What will remain most vividly in my mind about Annie is the image of her short, stubby tail that whirled into motion every time she said hello. Annie literally wagged her entire butt. When she would hear me say, "How's my sweet Annie Bananny," the chubby little stub took off and a huge smile burst across her face - 100% of the time!
It was obvious over the winter that Annie was slowing down, sleeping a lot, feeling the arthritis in her hips more and more, and whimpering a bit in her sleep. Two weeks ago, we noticed she seemed to have some seizure-like trembling spells, and in the last week, I knew something drastic was happening in her body.
A trip to the vet last Tuesday confirmed she was seriously ill, and by Thursday, I knew the time had come for her to join her beloved Molly and Rufus in the world of spirit. With Joe's hands on her tummy, I held her close and talked to her as she let go of her last exhale. Tom was there as well, supporting me along the way.

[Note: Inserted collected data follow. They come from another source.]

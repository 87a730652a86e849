// Module-specific lints configuration
#![allow(clippy::uninlined_format_args)]

use anyhow::{Result, Context};
use log::{error, info, LevelFilter, Log, Metadata, Record, Level, SetLoggerError};
use std::path::PathBuf;
use std::process::ExitCode;
use std::io::Write;
use clap::{Args, Parser, ValueEnum, CommandFactory, Subcommand};
use clap_complete::{generate, Shell};

use yamat::app_config::{self, Config, TranslationProvider};
use yamat::app_controller::{Controller, JobOutcome, TranslationJob};
use yamat::file_utils::TextSource;

/// CLI Wrapper for TranslationProvider to implement ValueEnum
#[derive(Debug, Clone, ValueEnum)]
enum CliTranslationProvider {
    #[value(name = "openai")]
    OpenAI,
    Anthropic,
    Ollama,
    Mock,
}

impl From<CliTranslationProvider> for TranslationProvider {
    fn from(cli_provider: CliTranslationProvider) -> Self {
        match cli_provider {
            CliTranslationProvider::OpenAI => TranslationProvider::OpenAI,
            CliTranslationProvider::Anthropic => TranslationProvider::Anthropic,
            CliTranslationProvider::Ollama => TranslationProvider::Ollama,
            CliTranslationProvider::Mock => TranslationProvider::Mock,
        }
    }
}

/// CLI Wrapper for LogLevel to implement ValueEnum
#[derive(Debug, Clone, ValueEnum)]
enum CliLogLevel {
    Error,
    Warn,
    Info,
    Debug,
    Trace,
}

impl From<CliLogLevel> for app_config::LogLevel {
    fn from(cli_level: CliLogLevel) -> Self {
        match cli_level {
            CliLogLevel::Error => app_config::LogLevel::Error,
            CliLogLevel::Warn => app_config::LogLevel::Warn,
            CliLogLevel::Info => app_config::LogLevel::Info,
            CliLogLevel::Debug => app_config::LogLevel::Debug,
            CliLogLevel::Trace => app_config::LogLevel::Trace,
        }
    }
}

#[derive(Subcommand, Debug)]
enum Commands {
    /// Translate text through the four-stage pipeline (default command)
    Translate(TranslateArgs),

    /// Check that the configured provider is reachable
    TestConnection(ProviderArgs),

    /// Generate shell completions for yamat
    Completions {
        /// Shell to generate completions for
        #[arg(value_enum)]
        shell: Shell,
    },
}

/// Options shared by every command that talks to a provider
#[derive(Args, Debug, Clone)]
struct ProviderArgs {
    /// Translation provider to use
    #[arg(short, long, value_enum)]
    provider: Option<CliTranslationProvider>,

    /// Model name to use for translation
    #[arg(short, long)]
    model: Option<String>,

    /// Source language code or name (e.g., 'en', 'English')
    #[arg(short, long)]
    source_language: Option<String>,

    /// Target language code or name (e.g., 'es', 'Spanish')
    #[arg(short, long)]
    target_language: Option<String>,

    /// Configuration file path
    #[arg(short, long, default_value = "conf.json")]
    config_path: PathBuf,

    /// Set logging level
    #[arg(short, long, value_enum)]
    log_level: Option<CliLogLevel>,
}

#[derive(Args, Debug, Clone)]
struct TranslateArgs {
    /// Text to translate
    #[arg(long, conflicts_with = "input")]
    text: Option<String>,

    /// File containing the text to translate (standard input when neither is given)
    #[arg(short, long)]
    input: Option<PathBuf>,

    /// Two-column glossary file (xlsx, xls, xlsm, xlsb, ods, csv, tsv)
    #[arg(short, long)]
    glossary: Option<PathBuf>,

    /// Output file for the final translation
    #[arg(short, long)]
    output: Option<PathBuf>,

    /// Skip the glossary-check stage when the glossary is empty
    #[arg(long)]
    skip_empty_glossary: bool,

    #[command(flatten)]
    provider: ProviderArgs,
}

/// YAMAT - Yet Another Multi-Agent Translator
///
/// Translates text through four LLM agents (draft, refine, glossary check,
/// finalize) while enforcing a user-supplied terminology glossary.
#[derive(Parser, Debug)]
#[command(name = "yamat")]
#[command(version = "0.1.0")]
#[command(about = "Glossary-aware multi-agent text translation")]
#[command(args_conflicts_with_subcommands = true)]
#[command(long_about = "YAMAT translates text through four AI agents and enforces your glossary.

EXAMPLES:
    yamat --text \"Hello world!\"                  # Translate using default config
    yamat -i article.txt -g terms.xlsx             # Translate a file with a glossary
    yamat -p anthropic -s en -t fr -i notes.txt    # Use a specific provider and languages
    echo \"Good morning\" | yamat -o out.txt         # Read from standard input
    yamat test-connection -p ollama                # Check that Ollama is reachable
    yamat completions bash > yamat.bash            # Generate bash completions

CONFIGURATION:
    Configuration is stored in conf.json by default. You can specify a different
    config file with --config-path. If the config file doesn't exist, a default one
    will be created automatically. API keys may also come from OPENAI_API_KEY and
    ANTHROPIC_API_KEY.

SUPPORTED PROVIDERS:
    openai    - OpenAI API (requires API key, default: gpt-4)
    anthropic - Anthropic Claude API (requires API key)
    ollama    - Local Ollama server (default: llama3.2:3b)
    mock      - Offline echo provider for dry runs")]
struct CommandLineOptions {
    #[command(subcommand)]
    command: Option<Commands>,

    #[command(flatten)]
    translate: TranslateArgs,
}

// @struct: Custom logger implementation
struct CustomLogger {
    level: LevelFilter,
}

impl CustomLogger {
    // @creates: New logger with specified level
    fn new(level: LevelFilter) -> Self {
        CustomLogger { level }
    }

    // @initializes: Global logger
    fn init(level: LevelFilter) -> Result<(), SetLoggerError> {
        let logger = Box::new(CustomLogger::new(level));
        log::set_boxed_logger(logger)?;
        log::set_max_level(level);
        Ok(())
    }

    // @returns: ANSI color for log level
    fn get_color_for_level(level: Level) -> &'static str {
        match level {
            Level::Error => "1;31",
            Level::Warn => "1;33",
            Level::Info => "1;32",
            Level::Debug => "1;36",
            Level::Trace => "1;35",
        }
    }
}

impl Log for CustomLogger {
    fn enabled(&self, metadata: &Metadata) -> bool {
        metadata.level() <= self.level
    }

    fn log(&self, record: &Record) {
        if self.enabled(record.metadata()) {
            let now = chrono::Local::now().format("%H:%M:%S.%3f");
            let color = Self::get_color_for_level(record.level());

            let mut stderr = std::io::stderr();
            let _ = writeln!(
                stderr,
                "\x1B[{}m{} {:<5} {}\x1B[0m",
                color, now, record.level(), record.args()
            );
        }
    }

    fn flush(&self) {
        let _ = std::io::stderr().flush();
    }
}

#[tokio::main]
async fn main() -> ExitCode {
    // Logger starts permissive; the max level is lowered once the config is known
    if let Err(e) = CustomLogger::init(LevelFilter::Trace) {
        eprintln!("Failed to initialize logger: {}", e);
        return ExitCode::FAILURE;
    }
    log::set_max_level(LevelFilter::Info);

    // Parse command line arguments using clap
    let cli = CommandLineOptions::parse();

    // The only place a failure is reported
    match run(cli).await {
        Ok(()) => ExitCode::SUCCESS,
        Err(e) => {
            error!("{:#}", e);
            ExitCode::FAILURE
        }
    }
}

async fn run(cli: CommandLineOptions) -> Result<()> {
    // Handle subcommands
    match cli.command {
        Some(Commands::Completions { shell }) => {
            let mut cmd = CommandLineOptions::command();
            generate(shell, &mut cmd, "yamat", &mut std::io::stdout());
            Ok(())
        }
        Some(Commands::TestConnection(args)) => {
            let config = load_config(&args)?;
            Controller::with_config(config)?.test_connection().await?;
            Ok(())
        }
        Some(Commands::Translate(args)) => run_translate(args).await,
        None => run_translate(cli.translate).await,
    }
}

/// Load the config file, apply CLI overrides, resolve credentials and validate
fn load_config(options: &ProviderArgs) -> Result<Config> {
    // If log level is set via command line, apply it immediately
    if let Some(cmd_log_level) = &options.log_level {
        let level: app_config::LogLevel = cmd_log_level.clone().into();
        log::set_max_level(level.to_level_filter());
    }

    let mut config = Config::load_or_create(&options.config_path)?;

    // Override config with CLI options if provided
    if let Some(provider) = &options.provider {
        config.translation.provider = provider.clone().into();
    }

    if let Some(model) = &options.model {
        config.translation.active_provider_config_mut().model = model.clone();
    }

    if let Some(source_lang) = &options.source_language {
        config.source_language = source_lang.clone();
    }

    if let Some(target_lang) = &options.target_language {
        config.target_language = target_lang.clone();
    }

    // Update log level in config if specified via command line
    if let Some(log_level) = &options.log_level {
        config.log_level = log_level.clone().into();
    }

    config.resolve_credentials();

    // Validate the configuration after loading and overriding
    config.validate().context("Configuration validation failed")?;

    // If log level was not set via command line, update it from config now
    if options.log_level.is_none() {
        log::set_max_level(config.log_level.to_level_filter());
    }

    Ok(config)
}

async fn run_translate(options: TranslateArgs) -> Result<()> {
    let mut config = load_config(&options.provider)?;
    if options.skip_empty_glossary {
        config.translation.common.skip_glossary_check_when_empty = true;
    }

    let source = match (options.text, options.input) {
        (Some(text), _) => TextSource::Inline(text),
        (None, Some(path)) => TextSource::File(path),
        (None, None) => {
            info!("Reading text from standard input (end with Ctrl-D)");
            TextSource::Stdin
        }
    };

    let job = TranslationJob {
        source,
        glossary_path: options.glossary,
        output_path: options
            .output
            .unwrap_or_else(|| PathBuf::from(&config.translation.common.output_file)),
    };

    let controller = Controller::with_config(config)?;
    match controller.run(&job).await? {
        JobOutcome::Skipped => {}
        JobOutcome::Translated(report) => info!("{}", report.summary()),
    }

    Ok(())
}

Shortly thereafter, Tom, Joe, and I lay Annie to rest in the side yard under the chestnut tree beside Molly. I've cried enough tears to water The Farm....huge tears of sadness as we closed the page of another chapter of life and love in Farm history and huge tears of gratitude and LOVE for one of the best friends I've ever had.
Perhaps it sounds a bit juvenile, but an image of great consolation for me is of Molly, Rufus, and Annie chasing everything from butterflies to birds in the fields of the spirit world with my dad and grandmother watching them from a distance. Old Gunner and Tornado amble by, plop down beside Daddy and shake their heads as the corgis and Rufus take to the woods after a rabbit. Daddy pulls out his crow call, and he and Grandma look to the sky as it fills with crows. A grouse drums in the woods in the distance , and up in the side yard, my friend, Pepín, feeds the goldfinches from his hands....
I learned a lot about love this week, and I thank Annie for being the teacher in those lessons.